Write out exactly the lines of the entries below, from the first through the line containing "Hash, Serialize, Deserialize)]", and nothing beyond them.

——————

//! Projects under CI and the triggers that decide when they build.

use derive_more::Display;
use serde::{Deserialize, Serialize};
use std::collections::BTreeSet;
use std::sync::Arc;

use crate::agent::Command;
use crate::provider::ProviderCredential;

/// Stable project identifier (the project's configured name).
#[derive(Debug, Clone, PartialEq, Eq, Hash, PartialOrd, Ord, Serialize, Deserialize, Display)]
#[display("{_0}")]
#[serde(transparent)]
pub struct ProjectId(String);

impl ProjectId {
    pub fn new(id: impl Into<String>) -> Self {
        Self(id.into())
    }

    pub fn as_str(&self) -> &str {
        &self.0
    }
}

impl From<&str> for ProjectId {
    fn from(id: &str) -> Self {
        Self(id.to_string())
    }
}

/// Git provider type
#[derive(Debug, Clone, Copy, PartialEq, Eq, Hash, Serialize, Deserialize)]
#[serde(rename_all = "lowercase")]
pub enum GitProvider {
    Github,
    Gitlab,
    Bitbucket,
}

impl std::fmt::Display for GitProvider {
    fn fmt(&self, f: &mut std::fmt::Formatter<'_>) -> std::fmt::Result {
        match self {
            GitProvider::Github => write!(f, "github"),
            GitProvider::Gitlab => write!(f, "gitlab"),
            GitProvider::Bitbucket => write!(f, "bitbucket"),
        }
    }
}

impl std::str::FromStr for GitProvider {
    type Err = String;

    fn from_str(s: &str) -> Result<Self, Self::Err> {
        match s.to_lowercase().as_str() {
            "github" => Ok(GitProvider::Github),
            "gitlab" => Ok(GitProvider::Gitlab),
            "bitbucket" => Ok(GitProvider::Bitbucket),
            _ => Err(format!("Unknown git provider: {}", s)),
        }
    }
}

/// Repository a project builds from.
#[derive(Debug, Clone, PartialEq, Eq, Serialize, Deserialize)]
pub struct RepoConfig {
    /// Full repository name, e.g. `acme/app`.
    pub full_name: String,
    /// Provider whose credential is needed to talk to this repository.
    pub provider: GitProvider,
}

/// When a project should build.
#[derive(Debug, Clone, PartialEq, Eq, Serialize, Deserialize)]
#[serde(tag = "type", rename_all = "snake_case")]
pub enum JobTrigger {
    /// Build new commits pushed to `branch`.
    Commit { branch: String },
    /// Build the head of every open pull request targeting `branch`.
    PullRequest { branch: String },
}

impl JobTrigger {
    pub fn branch(&self) -> &str {
        match self {
            JobTrigger::Commit { branch } | JobTrigger::PullRequest { branch } => branch,
        }
    }

    /// Trigger name recorded on builds started by this trigger.
    pub fn kind(&self) -> &'static str {
        match self {
            JobTrigger::Commit { .. } => "commit",
            JobTrigger::PullRequest { .. } => "pull_request",
        }
    }
}

/// A source-control repository under CI.
#[derive(Debug, Clone, Serialize, Deserialize)]
pub struct Project {
    pub id: ProjectId,
    pub repo_config: RepoConfig,
    pub job_triggers: Vec<JobTrigger>,
    /// Command template sent to the agent; `${...}` variables are expanded per build.
    pub command: Command,
}

impl Project {
    /// Branches watched by commit triggers.
    pub fn commit_branches(&self) -> BTreeSet<String> {
        self.branches_where(|t| matches!(t, JobTrigger::Commit { .. }))
    }

    /// Branches whose pull requests should be built.
    pub fn pull_request_branches(&self) -> BTreeSet<String> {
        self.branches_where(|t| matches!(t, JobTrigger::PullRequest { .. }))
    }

    /// Whether `credential` can talk to this project's repository.
    pub fn serviceable_by(&self, credential: &ProviderCredential) -> bool {
        credential.provider() == self.repo_config.provider
    }

    fn branches_where(&self, keep: impl Fn(&JobTrigger) -> bool) -> BTreeSet<String> {
        self.job_triggers
            .iter()
            .filter(|t| keep(t))
            .map(|t| t.branch().to_string())
            .collect()
    }
}

/// Read-only source of projects and credentials.
pub trait ConfigService: Send + Sync {
    /// Every configured project.
    fn projects(&self) -> Vec<Arc<Project>>;

    /// Projects the given credential can serve.
    fn projects_for(&self, credential: &ProviderCredential) -> Vec<Arc<Project>> {
        self.projects()
            .into_iter()
            .filter(|p| p.serviceable_by(credential))
            .collect()
    }

    /// Every configured provider credential.
    fn provider_credentials(&self) -> Vec<ProviderCredential>;

    /// First credential able to serve `project`, if any.
    fn credential_for(&self, project: &Project) -> Option<ProviderCredential> {
        self.provider_credentials()
            .into_iter()
            .find(|c| project.serviceable_by(c))
    }
}
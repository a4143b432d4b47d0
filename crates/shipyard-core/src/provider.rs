//! Source-control provider capability interface.
//!
//! The orchestration engine only needs a handful of provider operations;
//! any provider implementing [`ProviderClient`] can be substituted.

use async_trait::async_trait;
use serde::{Deserialize, Serialize};
use std::collections::BTreeSet;
use std::sync::Arc;

use crate::project::GitProvider;
use crate::{CommitSha, Result};

/// Access token for GitHub, bound to one CI operator identity.
#[derive(Clone, PartialEq, Eq)]
pub struct GitHubCredential {
    /// Configured credential name (e.g. the bot account).
    pub name: String,
    pub token: String,
}

impl std::fmt::Debug for GitHubCredential {
    fn fmt(&self, f: &mut std::fmt::Formatter<'_>) -> std::fmt::Result {
        f.debug_struct("GitHubCredential")
            .field("name", &self.name)
            .field("token", &"<redacted>")
            .finish()
    }
}

/// A credential for a supported provider.
///
/// Only providers with a client implementation get a variant, so a
/// credential for an unsupported provider cannot be constructed.
#[derive(Debug, Clone, PartialEq, Eq)]
pub enum ProviderCredential {
    Github(GitHubCredential),
}

impl ProviderCredential {
    pub fn provider(&self) -> GitProvider {
        match self {
            ProviderCredential::Github(_) => GitProvider::Github,
        }
    }

    pub fn name(&self) -> &str {
        match self {
            ProviderCredential::Github(c) => &c.name,
        }
    }
}

/// State of a commit status as reported to the provider.
#[derive(Debug, Clone, Copy, PartialEq, Eq, Serialize, Deserialize)]
#[serde(rename_all = "lowercase")]
pub enum CommitStatusState {
    Pending,
    Success,
    Failure,
    Error,
}

/// A status attached to a commit on the provider side.
#[derive(Debug, Clone, PartialEq, Eq, Serialize, Deserialize)]
pub struct CommitStatus {
    pub state: CommitStatusState,
    pub context: String,
    pub description: Option<String>,
    pub target_url: Option<String>,
}

/// Operations the engine consumes from a source-control provider.
#[async_trait]
pub trait ProviderClient: Send + Sync {
    /// Head SHA of every open pull request whose base branch is in `branches`.
    async fn last_commit_sha_for_all_open_pull_requests(
        &self,
        repo_full_name: &str,
        branches: &BTreeSet<String>,
    ) -> Result<BTreeSet<CommitSha>>;

    /// Statuses recorded for a commit, newest first. Empty means unstatused.
    async fn statuses_for_commit_sha(
        &self,
        repo_full_name: &str,
        sha: &CommitSha,
    ) -> Result<Vec<CommitStatus>>;

    /// Current head of `branch`, if the branch exists.
    async fn head_sha_for_branch(
        &self,
        repo_full_name: &str,
        branch: &str,
    ) -> Result<Option<CommitSha>>;

    /// Attach a status to a commit.
    async fn set_commit_status(
        &self,
        repo_full_name: &str,
        sha: &CommitSha,
        status: &CommitStatus,
    ) -> Result<()>;
}

/// Builds provider clients for credentials.
pub trait ProviderClientFactory: Send + Sync {
    fn client_for(&self, credential: &ProviderCredential) -> Arc<dyn ProviderClient>;
}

——————

- [Your response]:
//! Projects under CI and the triggers that decide when they build.

use derive_more::Display;
use serde::{Deserialize, Serialize};
use std::collections::BTreeSet;
use std::sync::Arc;

use crate::agent::Command;
use crate::provider::ProviderCredential;

/// Stable project identifier (the project's configured name).
#[derive(Debug, Clone, PartialEq, Eq, Hash, PartialOrd, Ord, Serialize, Deserialize, Display)]
#[display("{_0}")]
#[serde(transparent)]
pub struct ProjectId(String);

impl ProjectId {
    pub fn new(id: impl Into<String>) -> Self {
        Self(id.into())
    }

    pub fn as_str(&self) -> &str {
        &self.0
    }
}

impl From<&str> for ProjectId {
    fn from(id: &str) -> Self {
        Self(id.to_string())
    }
}

/// Git provider type
#[derive(Debug, Clone, Copy, PartialEq, Eq, Hash, Serialize, Deserialize)]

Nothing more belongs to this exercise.